## WORK REQUEST
Whenever a line below holds the word "third", count it once; report the total and nothing else.

++++++++++++++++++++

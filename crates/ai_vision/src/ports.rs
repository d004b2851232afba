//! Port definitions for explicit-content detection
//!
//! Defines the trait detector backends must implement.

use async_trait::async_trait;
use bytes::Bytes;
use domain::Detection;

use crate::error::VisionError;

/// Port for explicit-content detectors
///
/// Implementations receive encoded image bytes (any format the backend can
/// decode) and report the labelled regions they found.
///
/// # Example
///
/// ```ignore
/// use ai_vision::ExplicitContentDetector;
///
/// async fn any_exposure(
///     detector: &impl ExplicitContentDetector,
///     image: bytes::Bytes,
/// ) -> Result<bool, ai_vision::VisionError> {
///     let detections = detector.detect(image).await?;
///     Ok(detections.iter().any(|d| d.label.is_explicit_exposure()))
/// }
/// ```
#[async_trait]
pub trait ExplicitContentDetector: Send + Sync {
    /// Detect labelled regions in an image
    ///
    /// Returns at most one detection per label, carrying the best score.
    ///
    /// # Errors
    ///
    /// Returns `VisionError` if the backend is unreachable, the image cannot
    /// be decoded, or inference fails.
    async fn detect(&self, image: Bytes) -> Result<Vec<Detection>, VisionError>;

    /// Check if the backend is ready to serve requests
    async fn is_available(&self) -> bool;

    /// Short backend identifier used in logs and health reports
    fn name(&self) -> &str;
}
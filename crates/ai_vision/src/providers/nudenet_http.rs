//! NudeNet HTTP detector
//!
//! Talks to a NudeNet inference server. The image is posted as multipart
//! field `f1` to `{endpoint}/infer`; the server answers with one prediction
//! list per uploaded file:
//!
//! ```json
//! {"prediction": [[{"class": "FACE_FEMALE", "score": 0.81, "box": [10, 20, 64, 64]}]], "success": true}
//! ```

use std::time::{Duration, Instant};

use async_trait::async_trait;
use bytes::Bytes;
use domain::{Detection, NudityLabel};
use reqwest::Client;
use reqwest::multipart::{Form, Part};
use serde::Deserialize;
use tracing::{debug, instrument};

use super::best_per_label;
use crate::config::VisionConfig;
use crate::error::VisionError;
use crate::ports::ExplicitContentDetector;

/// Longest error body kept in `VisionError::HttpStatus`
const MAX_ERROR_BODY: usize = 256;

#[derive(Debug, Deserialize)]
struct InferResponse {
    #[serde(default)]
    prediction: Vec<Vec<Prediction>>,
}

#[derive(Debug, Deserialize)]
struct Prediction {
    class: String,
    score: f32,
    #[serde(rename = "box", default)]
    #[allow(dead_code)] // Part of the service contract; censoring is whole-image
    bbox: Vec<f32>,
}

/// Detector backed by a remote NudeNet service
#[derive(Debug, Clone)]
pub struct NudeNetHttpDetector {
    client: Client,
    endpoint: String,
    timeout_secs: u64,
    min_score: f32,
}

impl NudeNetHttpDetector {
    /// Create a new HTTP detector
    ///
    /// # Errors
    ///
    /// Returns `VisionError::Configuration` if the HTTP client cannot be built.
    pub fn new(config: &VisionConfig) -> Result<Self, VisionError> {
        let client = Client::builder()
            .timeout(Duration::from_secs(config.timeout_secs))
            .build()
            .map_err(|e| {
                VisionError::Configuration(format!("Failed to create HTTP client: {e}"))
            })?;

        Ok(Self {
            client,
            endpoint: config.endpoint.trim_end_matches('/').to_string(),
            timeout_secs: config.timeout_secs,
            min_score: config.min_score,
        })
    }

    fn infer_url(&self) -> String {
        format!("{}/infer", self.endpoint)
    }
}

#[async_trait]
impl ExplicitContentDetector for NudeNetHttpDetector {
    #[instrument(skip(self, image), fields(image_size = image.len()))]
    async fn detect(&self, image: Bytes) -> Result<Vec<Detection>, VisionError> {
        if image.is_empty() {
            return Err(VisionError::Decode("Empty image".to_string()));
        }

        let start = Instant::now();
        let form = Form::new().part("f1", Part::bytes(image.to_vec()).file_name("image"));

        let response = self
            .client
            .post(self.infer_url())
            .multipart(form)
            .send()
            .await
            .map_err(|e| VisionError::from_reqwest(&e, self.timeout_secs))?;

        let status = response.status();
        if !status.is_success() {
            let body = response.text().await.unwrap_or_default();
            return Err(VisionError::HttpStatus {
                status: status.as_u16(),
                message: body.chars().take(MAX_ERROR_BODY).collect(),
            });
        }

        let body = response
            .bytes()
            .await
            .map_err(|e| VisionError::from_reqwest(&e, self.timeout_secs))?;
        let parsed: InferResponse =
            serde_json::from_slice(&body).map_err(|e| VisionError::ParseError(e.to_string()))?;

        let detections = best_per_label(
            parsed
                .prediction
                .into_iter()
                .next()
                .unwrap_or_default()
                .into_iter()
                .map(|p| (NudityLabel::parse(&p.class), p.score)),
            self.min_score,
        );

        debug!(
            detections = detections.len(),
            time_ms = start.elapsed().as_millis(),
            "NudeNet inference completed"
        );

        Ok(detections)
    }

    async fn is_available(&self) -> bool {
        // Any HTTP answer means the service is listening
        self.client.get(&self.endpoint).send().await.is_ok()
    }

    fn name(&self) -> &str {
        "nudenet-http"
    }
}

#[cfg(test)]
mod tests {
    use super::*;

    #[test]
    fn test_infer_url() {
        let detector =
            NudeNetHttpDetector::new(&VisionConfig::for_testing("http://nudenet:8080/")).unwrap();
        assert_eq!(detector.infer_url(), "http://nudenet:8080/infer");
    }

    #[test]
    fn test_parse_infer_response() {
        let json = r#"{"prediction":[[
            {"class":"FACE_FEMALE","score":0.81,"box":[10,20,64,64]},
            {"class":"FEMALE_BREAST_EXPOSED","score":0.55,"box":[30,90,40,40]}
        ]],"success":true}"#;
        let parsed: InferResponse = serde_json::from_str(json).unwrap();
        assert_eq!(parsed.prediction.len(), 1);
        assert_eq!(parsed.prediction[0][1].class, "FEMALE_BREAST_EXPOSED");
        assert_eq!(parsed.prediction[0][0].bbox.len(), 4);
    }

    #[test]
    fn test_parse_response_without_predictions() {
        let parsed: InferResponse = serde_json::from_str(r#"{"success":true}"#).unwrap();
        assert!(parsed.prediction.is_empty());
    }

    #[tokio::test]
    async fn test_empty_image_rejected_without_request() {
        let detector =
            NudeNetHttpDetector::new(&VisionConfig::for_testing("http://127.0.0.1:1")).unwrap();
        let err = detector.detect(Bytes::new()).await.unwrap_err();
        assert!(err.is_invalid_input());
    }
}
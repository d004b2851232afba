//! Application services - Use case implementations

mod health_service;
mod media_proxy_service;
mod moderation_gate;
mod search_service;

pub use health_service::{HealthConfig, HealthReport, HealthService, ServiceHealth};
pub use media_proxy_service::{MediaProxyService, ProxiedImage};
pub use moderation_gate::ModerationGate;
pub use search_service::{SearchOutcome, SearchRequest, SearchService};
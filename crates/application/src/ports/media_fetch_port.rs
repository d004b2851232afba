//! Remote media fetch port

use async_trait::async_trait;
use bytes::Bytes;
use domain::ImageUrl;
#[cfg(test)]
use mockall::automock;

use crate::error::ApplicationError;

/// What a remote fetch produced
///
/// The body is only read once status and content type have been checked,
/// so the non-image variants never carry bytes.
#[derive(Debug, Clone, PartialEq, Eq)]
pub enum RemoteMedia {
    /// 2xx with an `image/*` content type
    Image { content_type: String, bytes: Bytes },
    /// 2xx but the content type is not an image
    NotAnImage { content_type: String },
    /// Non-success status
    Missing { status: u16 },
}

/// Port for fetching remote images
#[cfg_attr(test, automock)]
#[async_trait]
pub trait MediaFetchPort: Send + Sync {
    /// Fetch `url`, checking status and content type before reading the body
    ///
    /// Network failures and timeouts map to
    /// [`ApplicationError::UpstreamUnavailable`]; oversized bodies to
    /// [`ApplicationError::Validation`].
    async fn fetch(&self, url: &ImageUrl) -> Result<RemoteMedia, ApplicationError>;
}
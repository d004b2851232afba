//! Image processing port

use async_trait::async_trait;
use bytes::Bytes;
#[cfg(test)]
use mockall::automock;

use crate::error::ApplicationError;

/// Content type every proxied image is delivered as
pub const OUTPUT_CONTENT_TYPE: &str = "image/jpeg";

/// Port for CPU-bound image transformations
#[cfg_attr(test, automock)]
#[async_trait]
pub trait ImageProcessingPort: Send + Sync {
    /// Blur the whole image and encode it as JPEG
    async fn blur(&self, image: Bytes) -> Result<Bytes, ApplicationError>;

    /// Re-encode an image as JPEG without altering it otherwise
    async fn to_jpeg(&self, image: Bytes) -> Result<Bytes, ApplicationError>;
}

++++++++++++++++++++

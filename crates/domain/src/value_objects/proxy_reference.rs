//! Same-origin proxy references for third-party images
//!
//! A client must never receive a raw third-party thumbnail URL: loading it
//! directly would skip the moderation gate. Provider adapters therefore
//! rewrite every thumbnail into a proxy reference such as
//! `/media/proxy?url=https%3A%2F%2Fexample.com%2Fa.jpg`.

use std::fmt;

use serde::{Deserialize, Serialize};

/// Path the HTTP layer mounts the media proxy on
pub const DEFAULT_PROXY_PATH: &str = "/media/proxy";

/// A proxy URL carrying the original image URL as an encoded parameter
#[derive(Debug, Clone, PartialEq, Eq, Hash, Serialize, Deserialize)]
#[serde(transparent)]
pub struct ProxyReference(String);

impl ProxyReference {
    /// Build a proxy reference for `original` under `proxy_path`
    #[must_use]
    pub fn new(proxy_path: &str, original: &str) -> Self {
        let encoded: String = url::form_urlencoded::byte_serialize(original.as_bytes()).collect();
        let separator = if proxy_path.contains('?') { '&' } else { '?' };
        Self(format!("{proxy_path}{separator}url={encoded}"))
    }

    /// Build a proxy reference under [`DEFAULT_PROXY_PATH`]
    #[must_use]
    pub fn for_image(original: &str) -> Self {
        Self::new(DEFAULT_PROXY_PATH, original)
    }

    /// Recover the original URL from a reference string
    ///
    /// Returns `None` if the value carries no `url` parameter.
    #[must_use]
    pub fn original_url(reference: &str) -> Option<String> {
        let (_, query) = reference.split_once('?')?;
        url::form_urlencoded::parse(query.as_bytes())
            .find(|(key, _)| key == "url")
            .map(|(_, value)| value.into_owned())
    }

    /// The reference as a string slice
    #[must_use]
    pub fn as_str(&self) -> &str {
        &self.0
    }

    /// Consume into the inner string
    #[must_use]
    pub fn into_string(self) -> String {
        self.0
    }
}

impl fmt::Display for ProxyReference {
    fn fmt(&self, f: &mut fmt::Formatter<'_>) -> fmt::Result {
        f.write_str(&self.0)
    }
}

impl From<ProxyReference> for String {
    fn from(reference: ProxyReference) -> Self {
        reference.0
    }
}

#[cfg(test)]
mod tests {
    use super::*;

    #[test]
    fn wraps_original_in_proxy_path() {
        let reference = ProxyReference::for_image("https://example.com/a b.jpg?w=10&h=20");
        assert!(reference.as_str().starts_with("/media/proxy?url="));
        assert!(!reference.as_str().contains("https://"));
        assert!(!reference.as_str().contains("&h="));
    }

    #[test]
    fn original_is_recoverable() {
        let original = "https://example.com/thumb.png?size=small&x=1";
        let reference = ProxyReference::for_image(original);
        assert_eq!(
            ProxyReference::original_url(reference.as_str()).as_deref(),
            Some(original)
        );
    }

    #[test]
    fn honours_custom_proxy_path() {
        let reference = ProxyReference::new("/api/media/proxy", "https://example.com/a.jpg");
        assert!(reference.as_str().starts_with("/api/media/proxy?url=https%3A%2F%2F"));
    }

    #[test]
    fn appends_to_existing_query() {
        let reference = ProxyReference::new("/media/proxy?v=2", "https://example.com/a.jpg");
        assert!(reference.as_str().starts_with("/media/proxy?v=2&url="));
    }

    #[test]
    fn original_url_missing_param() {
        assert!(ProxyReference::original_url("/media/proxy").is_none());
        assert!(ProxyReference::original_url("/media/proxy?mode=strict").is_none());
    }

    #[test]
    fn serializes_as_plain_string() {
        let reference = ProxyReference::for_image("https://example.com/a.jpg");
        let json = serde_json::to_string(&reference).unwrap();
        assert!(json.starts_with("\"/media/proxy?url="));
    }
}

++++++++++++++++++++

## REPLY
2